In Gary Flandro’s case, he is receiving the award for his contributions to the design and engineering of muli-outer-planet missions, including the Grand Tour. Flandro discovered the alignment of Jupiter, Saturn, Uranus, and Neptune while studying techniques for exploring the outer planets in 1964 while at the Jet Propulsion Laboratory at Caltech. He found this was possible by gravitational force of the planets sling-shotting a single spacecraft to visit each planet, collecting data, photos, and information that has never been discovered before.
The spacecraft’s were named Voyager 1 and Voyager 2. Voyager 1 was launched in 1977 with the intent of visiting Jupiter, Saturn, and Pluto (which was still considered a planet at the time). Voyager 2 was launched in 1979 to visit Jupiter, Uranus, and Neptune. The Voyagers completed this tour and are still in space to this day with over 40 years of exploration.
Flandro earned his Bachelor’s in Mechanical Engineering from the University of Utah in 1957, his Master’s in Aeronautics from Caltech in 1960 and his Ph.D. from Caltech in 1967. He has written or co-written 95 conference papers, has co-authored 54 refereed papers, written four books and two chapters. He has also co-authored several textbooks including “Combustion Instability in Solid Propellant Rockets” with Edward W. Price of Georgia Tech, which is used in his short courses at the University of Tennessee Space Institute today.
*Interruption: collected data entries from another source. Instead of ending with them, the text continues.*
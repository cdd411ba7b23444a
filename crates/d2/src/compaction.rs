//! Slide-and-compact post-processing.
//!
//! Each pass visits placed pieces bottom-first and slides every piece down,
//! then left, as far as it goes without violating the clearance or leaving
//! the strip. Slides advance in steps no longer than half the thinnest piece,
//! so a piece never tunnels through a neighbour, and the final contact is
//! found by bisection. Every accepted position is checked with the exact
//! predicate, and the strip length never increases.

use crate::layout::{NestContext, PlacementStrategy, RotationChoice};
use crate::spatial_index::{SpatialEntry2D, SpatialIndex2D};
use crate::strip::Strip;
use marker_core::geom::{self, Point, EPS};
use marker_core::{NestResult, Placement};

const BISECTION_STEPS: usize = 20;
const MIN_STEP: f64 = 1e-3;
const MIN_MOVE: f64 = 1e-6;

#[derive(Debug, Clone, Copy, PartialEq, Eq)]
enum Axis {
    Down,
    Left,
}

impl Axis {
    fn offset(self, distance: f64) -> (f64, f64) {
        match self {
            Axis::Down => (0.0, -distance),
            Axis::Left => (-distance, 0.0),
        }
    }
}

/// Working state of one compaction run.
struct Compactor {
    strip: Strip,
    placements: Vec<Placement>,
    index: SpatialIndex2D,
    step_x: f64,
    step_y: f64,
}

impl Compactor {
    fn new(strip: Strip, placements: Vec<Placement>) -> Self {
        let (min_w, min_h) = placements
            .iter()
            .map(|p| {
                let b = p.aabb();
                (b.width(), b.height())
            })
            .fold((f64::INFINITY, f64::INFINITY), |(w, h), (bw, bh)| {
                (w.min(bw), h.min(bh))
            });
        Self {
            strip,
            index: SpatialIndex2D::from_placements(&placements),
            placements,
            step_x: (min_w * 0.5).max(MIN_STEP),
            step_y: (min_h * 0.5).max(MIN_STEP),
        }
    }

    /// Returns true if slot `i` can move to `polygon`. The caller has taken
    /// `i` out of the index.
    fn is_clear(&self, polygon: &[Point]) -> bool {
        let gap = self.strip.spacing();
        let aabb = geom::bbox(polygon);
        self.strip.contains_box(&aabb)
            && self
                .index
                .get_potential_collisions(&aabb, gap)
                .into_iter()
                .all(|j| !geom::violates_clearance(polygon, &self.placements[j].polygon, gap))
    }

    fn is_clear_at(&self, i: usize, axis: Axis, distance: f64) -> bool {
        let (dx, dy) = axis.offset(distance);
        self.is_clear(&geom::translate(&self.placements[i].polygon, dx, dy))
    }

    /// Longest clear slide of slot `i` along `axis`.
    fn slide_distance(&self, i: usize, axis: Axis) -> f64 {
        let b = self.placements[i].aabb();
        let margin = self.strip.margin();
        let (limit, step) = match axis {
            Axis::Down => (b.min_y - margin, self.step_y),
            Axis::Left => (b.min_x - margin, self.step_x),
        };
        if limit <= MIN_MOVE {
            return 0.0;
        }

        let mut good = 0.0;
        let mut bad = None;
        while good < limit {
            let next = (good + step).min(limit);
            if self.is_clear_at(i, axis, next) {
                good = next;
            } else {
                bad = Some(next);
                break;
            }
        }

        let Some(mut bad) = bad else {
            return good;
        };
        for _ in 0..BISECTION_STEPS {
            let mid = 0.5 * (good + bad);
            if self.is_clear_at(i, axis, mid) {
                good = mid;
            } else {
                bad = mid;
            }
        }
        good
    }

    /// Slides slot `i` down then left. Returns true if it moved.
    fn settle(&mut self, i: usize) -> bool {
        let entry = SpatialEntry2D::from_placement(i, &self.placements[i]);
        self.index.remove(&entry);

        let mut moved = false;
        for axis in [Axis::Down, Axis::Left] {
            let distance = self.slide_distance(i, axis);
            if distance > MIN_MOVE {
                let (dx, dy) = axis.offset(distance);
                self.placements[i] = self.placements[i].moved(dx, dy);
                moved = true;
            }
        }

        self.index
            .insert(SpatialEntry2D::from_placement(i, &self.placements[i]));
        moved
    }

    /// Slots ordered bottom-first, then left-first.
    fn sweep_order(&self) -> Vec<usize> {
        let mut order: Vec<usize> = (0..self.placements.len()).collect();
        order.sort_by(|&a, &b| {
            let (pa, pb) = (&self.placements[a], &self.placements[b]);
            pa.y.total_cmp(&pb.y).then(pa.x.total_cmp(&pb.x))
        });
        order
    }
}

/// Compacts a layout toward the bottom-left corner.
///
/// Runs at most `passes` passes, stopping early when nothing moves or the
/// context expires. Returns `layout` unchanged if compaction would not
/// shorten or keep its length.
pub fn compact(ctx: &NestContext<'_>, layout: &NestResult, passes: usize) -> NestResult {
    if layout.placements.is_empty() || passes == 0 {
        return layout.clone();
    }

    let mut compactor = Compactor::new(ctx.strip, layout.placements.clone());
    let mut total_moves = 0;
    for pass in 0..passes {
        if ctx.expired() {
            log::debug!("compaction stopped by deadline after {} passes", pass);
            break;
        }
        let mut moves = 0;
        for i in compactor.sweep_order() {
            if compactor.settle(i) {
                moves += 1;
            }
        }
        total_moves += moves;
        if moves == 0 {
            break;
        }
    }

    if total_moves == 0 {
        return layout.clone();
    }

    let mut result = NestResult::from_placements(
        compactor.placements,
        layout.strip_width,
        layout.unplaced.clone(),
    );
    if result.length > layout.length + EPS {
        return layout.clone();
    }
    result.timed_out = layout.timed_out;
    result.cancelled = layout.cancelled;
    result.target_reached = layout.target_reached;
    result.generations = layout.generations;
    result.best_fitness = layout.best_fitness;
    result.fitness_history = layout.fitness_history.clone();
    result.strategy = layout
        .strategy
        .as_ref()
        .map(|name| format!("{}+compact", name));

    log::debug!(
        "compaction: {} moves, length {:.3} -> {:.3}",
        total_moves,
        layout.length,
        result.length
    );
    result
}

/// Runs a strategy and compacts its layout.
#[derive(Debug, Clone, Copy)]
pub struct SlideCompact<S> {
    inner: S,
    passes: usize,
}

impl<S: PlacementStrategy> SlideCompact<S> {
    /// Wraps `inner` with `passes` compaction passes.
    pub fn new(inner: S, passes: usize) -> Self {
        Self { inner, passes }
    }
}

impl<S: PlacementStrategy> PlacementStrategy for SlideCompact<S> {
    fn name(&self) -> String {
        format!("{}+compact", self.inner.name())
    }

    fn place(
        &self,
        ctx: &NestContext<'_>,
        order: &[usize],
        rotations: &[RotationChoice],
    ) -> NestResult {
        let layout = self.inner.place(ctx, order, rotations);
        let mut result = compact(ctx, &layout, self.passes);
        result.strategy = Some(self.name());
        result
    }
}
//! Skyline placement.
//!
//! The occupied region is summarized by its upper contour, a run of
//! horizontal segments. A piece rests on the contour at the left end of some
//! segment, as low as the segments below its footprint allow.

use crate::layout::{
    keep_best, run_in_order, Candidate, LayoutBuilder, NestContext, PlacementStrategy,
    RotationChoice,
};
use marker_core::geom::EPS;
use marker_core::NestResult;

/// Bottom-left placement on a skyline contour.
#[derive(Debug, Clone, Copy, Default)]
pub struct Skyline;

#[derive(Debug, Clone, Copy, PartialEq)]
struct Segment {
    x: f64,
    width: f64,
    y: f64,
}

impl Segment {
    fn end(&self) -> f64 {
        self.x + self.width
    }
}

/// Upper contour of the placed footprints, sorted by x and gap-free.
#[derive(Debug, Clone)]
struct Contour {
    segments: Vec<Segment>,
    right: f64,
}

impl Contour {
    fn new(left: f64, width: f64, floor: f64) -> Self {
        Self {
            segments: vec![Segment {
                x: left,
                width,
                y: floor,
            }],
            right: left + width,
        }
    }

    /// Resting height for a footprint of width `w` whose left edge is at `x`,
    /// or `None` if it would stick out on the right.
    fn rest_height(&self, x: f64, w: f64) -> Option<f64> {
        let end = x + w;
        if end > self.right + EPS {
            return None;
        }
        self.segments
            .iter()
            .filter(|s| s.end() > x + EPS && s.x < end - EPS)
            .map(|s| s.y)
            .reduce(f64::max)
    }

    /// Raises `[x, x + w)` to `top`.
    fn raise(&mut self, x: f64, w: f64, top: f64) {
        let end = x + w;
        let mut next = Vec::with_capacity(self.segments.len() + 2);
        for s in &self.segments {
            if s.end() <= x + EPS || s.x >= end - EPS {
                next.push(*s);
                continue;
            }
            if s.x < x - EPS {
                next.push(Segment {
                    x: s.x,
                    width: x - s.x,
                    y: s.y,
                });
            }
            if s.end() > end + EPS {
                next.push(Segment {
                    x: end,
                    width: s.end() - end,
                    y: s.y,
                });
            }
        }
        next.push(Segment { x, width: w, y: top });
        next.sort_by(|a, b| a.x.total_cmp(&b.x));

        let mut merged: Vec<Segment> = Vec::with_capacity(next.len());
        for s in next {
            match merged.last_mut() {
                Some(last) if (last.y - s.y).abs() <= EPS => last.width = s.end() - last.x,
                _ => merged.push(s),
            }
        }
        self.segments = merged;
    }
}

impl PlacementStrategy for Skyline {
    fn name(&self) -> String {
        "skyline".to_string()
    }

    fn place(
        &self,
        ctx: &NestContext<'_>,
        order: &[usize],
        rotations: &[RotationChoice],
    ) -> NestResult {
        let strip = ctx.strip;
        let gap = strip.spacing();
        let mut contour = Contour::new(strip.margin(), strip.usable_width() + gap, strip.margin());

        let mut builder = LayoutBuilder::new(ctx);
        run_in_order(&mut builder, order, rotations, |builder, slot, variants| {
            let piece = &ctx.pieces[slot];
            let mut best: Option<Candidate> = None;

            for seg in &contour.segments {
                for &vi in variants {
                    let v = &piece.variants()[vi];
                    let Some(y) = contour.rest_height(seg.x, v.width + gap) else {
                        continue;
                    };
                    if builder.fits_at(v, seg.x, y) {
                        keep_best(&mut best, Candidate::new(seg.x, y, vi, v.height));
                    }
                }
            }

            let Some(best) = best else {
                builder.reject(slot, "no skyline position can hold the piece");
                return;
            };
            let v = &piece.variants()[best.variant];
            contour.raise(best.x, v.width + gap, best.y + v.height + gap);
            builder.place_candidate(slot, &best);
        });

        log::debug!(
            "skyline: placed {} of {} pieces, contour has {} segments",
            builder.placements().len(),
            order.len(),
            contour.segments.len()
        );
        builder.finish(self.name())
    }
}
Flandro’s work has supported decades of space flight that led to successful missions to the outer planets. The ideas from his research have had a major impact on subsequent solar system exploration including; Galileo – the tour of Jupiter and Cassini – the tour of Saturn; both using the gravity assist method. The most recent was the New Horizons mission launch that used his basis for gravity assist to reach Pluto and it did in 2015.